● Task to complete: The output must be the data, printed exactly as written.
------------------------------------------------------------
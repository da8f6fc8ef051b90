use std::collections::{BTreeMap, HashSet};
use std::hash::Hash;
use std::sync::LazyLock;

use regex::Regex;
use serde::Serialize;

pub const EMAIL_PATTERN: &str = r"^[a-zA-Z0-9.!#$%&'*+/=?^_`{|}~-]+@[a-zA-Z0-9](?:[a-zA-Z0-9-]{0,61}[a-zA-Z0-9])?(?:\.[a-zA-Z0-9](?:[a-zA-Z0-9-]{0,61}[a-zA-Z0-9])?)*$";

pub static EMAIL_RX: LazyLock<Regex> =
    LazyLock::new(|| Regex::new(EMAIL_PATTERN).expect("EMAIL_PATTERN is a valid regex"));

/// Collects field-level violations. The first message recorded for a field
/// is the one that is kept.
#[derive(Debug, Clone, Default, PartialEq, Eq, Serialize)]
#[serde(transparent)]
pub struct Validator {
    errors: BTreeMap<String, String>,
}

impl Validator {
    pub fn new() -> Self {
        Self::default()
    }

    pub fn valid(&self) -> bool {
        self.errors.is_empty()
    }

    pub fn add_error(&mut self, field: &str, message: &str) {
        self.errors
            .entry(field.to_string())
            .or_insert_with(|| message.to_string());
    }

    /// Record `message` against `field` unless `ok` holds.
    pub fn check(&mut self, ok: bool, field: &str, message: &str) {
        if !ok {
            self.add_error(field, message);
        }
    }

    pub fn errors(&self) -> &BTreeMap<String, String> {
        &self.errors
    }

    pub fn error(&self, field: &str) -> Option<&str> {
        self.errors.get(field).map(String::as_str)
    }

    pub fn into_errors(self) -> BTreeMap<String, String> {
        self.errors
    }
}

pub fn permitted_value<T: PartialEq + ?Sized>(value: &T, permitted: &[&T]) -> bool {
    permitted.iter().any(|p| *p == value)
}

pub fn matches(value: &str, rx: &Regex) -> bool {
    rx.is_match(value)
}

pub fn unique<T: Eq + Hash>(values: &[T]) -> bool {
    let mut seen = HashSet::with_capacity(values.len());
    values.iter().all(|v| seen.insert(v))
}

#[cfg(test)]
mod tests {
    use super::*;

    #[test]
    fn first_message_per_field_wins() {
        let mut v = Validator::new();
        v.check(false, "year", "must be provided");
        v.check(false, "year", "must be greater than 1888");
        v.check(true, "title", "never recorded");

        assert!(!v.valid());
        assert_eq!(v.errors().len(), 1);
        assert_eq!(v.error("year"), Some("must be provided"));
    }

    #[test]
    fn serializes_as_flat_object() {
        let mut v = Validator::new();
        v.add_error("email", "must be a valid email address");
        assert_eq!(
            serde_json::to_value(&v).unwrap(),
            serde_json::json!({ "email": "must be a valid email address" })
        );
    }

    #[test]
    fn email_pattern() {
        for ok in ["alice@example.com", "a.b+c@sub.example.co.uk", "x@localhost"] {
            assert!(matches(ok, &EMAIL_RX), "{ok}");
        }
        for bad in ["", "alice", "alice@", "@example.com", "alice@-example.com", "a b@example.com"] {
            assert!(!matches(bad, &EMAIL_RX), "{bad}");
        }
    }

    #[test]
    fn unique_and_permitted() {
        assert!(unique(&["drama", "comedy"]));
        assert!(!unique(&["drama", "comedy", "drama"]));
        assert!(unique::<&str>(&[]));

        assert!(permitted_value("-year", &["year", "-year"]));
        assert!(!permitted_value("year; DROP TABLE movies", &["year", "-year"]));
    }
}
------------------------------------------------------------
● Reply:
repository da8f6fc8ef051b90
use std::collections::{BTreeMap, HashSet};
use std::hash::Hash;
use std::sync::LazyLock;

use regex::Regex;
use serde::Serialize;

pub const EMAIL_PATTERN: &str = r"^[a-zA-Z0-9.!#$%&'*+/=?^_`{|}~-]+@[a-zA-Z0-9](?:[a-zA-Z0-9-]{0,61}[a-zA-Z0-9])?(?:\.[a-zA-Z0-9](?:[a-zA-Z0-9-]{0,61}[a-zA-Z0-9])?)*$";

pub static EMAIL_RX: LazyLock<Regex> =
    LazyLock::new(|| Regex::new(EMAIL_PATTERN).expect("EMAIL_PATTERN is a valid regex"));

/// Collects field-level violations. The first message recorded for a field
/// is the one that is kept.
#[derive(Debug, Clone, Default, PartialEq, Eq, Serialize)]
#[serde(transparent)]
pub struct Validator {
    errors: BTreeMap<String, String>,
}

impl Validator {
    pub fn new() -> Self {
        Self::default()
    }

    pub fn valid(&self) -> bool {
        self.errors.is_empty()
    }

    pub fn add_error(&mut self, field: &str, message: &str) {
        self.errors
            .entry(field.to_string())
            .or_insert_with(|| message.to_string());
    }

    /// Record `message` against `field` unless `ok` holds.
    pub fn check(&mut self, ok: bool, field: &str, message: &str) {
        if !ok {
            self.add_error(field, message);
        }
    }

    pub fn errors(&self) -> &BTreeMap<String, String> {
        &self.errors
    }

    pub fn error(&self, field: &str) -> Option<&str> {
        self.errors.get(field).map(String::as_str)
    }

    pub fn into_errors(self) -> BTreeMap<String, String> {
        self.errors
    }
}

pub fn permitted_value<T: PartialEq + ?Sized>(value: &T, permitted: &[&T]) -> bool {
    permitted.iter().any(|p| *p == value)
}

pub fn matches(value: &str, rx: &Regex) -> bool {
    rx.is_match(value)
}

pub fn unique<T: Eq + Hash>(values: &[T]) -> bool {
    let mut seen = HashSet::with_capacity(values.len());
    values.iter().all(|v| seen.insert(v))
}

#[cfg(test)]
mod tests {
    use super::*;

    #[test]
    fn first_message_per_field_wins() {
        let mut v = Validator::new();
        v.check(false, "year", "must be provided");
        v.check(false, "year", "must be greater than 1888");
        v.check(true, "title", "never recorded");

        assert!(!v.valid());
        assert_eq!(v.errors().len(), 1);
        assert_eq!(v.error("year"), Some("must be provided"));
    }

    #[test]
    fn serializes_as_flat_object() {
        let mut v = Validator::new();
        v.add_error("email", "must be a valid email address");
        assert_eq!(
            serde_json::to_value(&v).unwrap(),
            serde_json::json!({ "email": "must be a valid email address" })
        );
    }

    #[test]
    fn email_pattern() {
        for ok in ["alice@example.com", "a.b+c@sub.example.co.uk", "x@localhost"] {
            assert!(matches(ok, &EMAIL_RX), "{ok}");
        }
        for bad in ["", "alice", "alice@", "@example.com", "alice@-example.com", "a b@example.com"] {
            assert!(!matches(bad, &EMAIL_RX), "{bad}");
        }
    }

    #[test]
    fn unique_and_permitted() {
        assert!(unique(&["drama", "comedy"]));
        assert!(!unique(&["drama", "comedy", "drama"]));
        assert!(unique::<&str>(&[]));

        assert!(permitted_value("-year", &["year", "-year"]));
        assert!(!permitted_value("year; DROP TABLE movies", &["year", "-year"]));
    }
}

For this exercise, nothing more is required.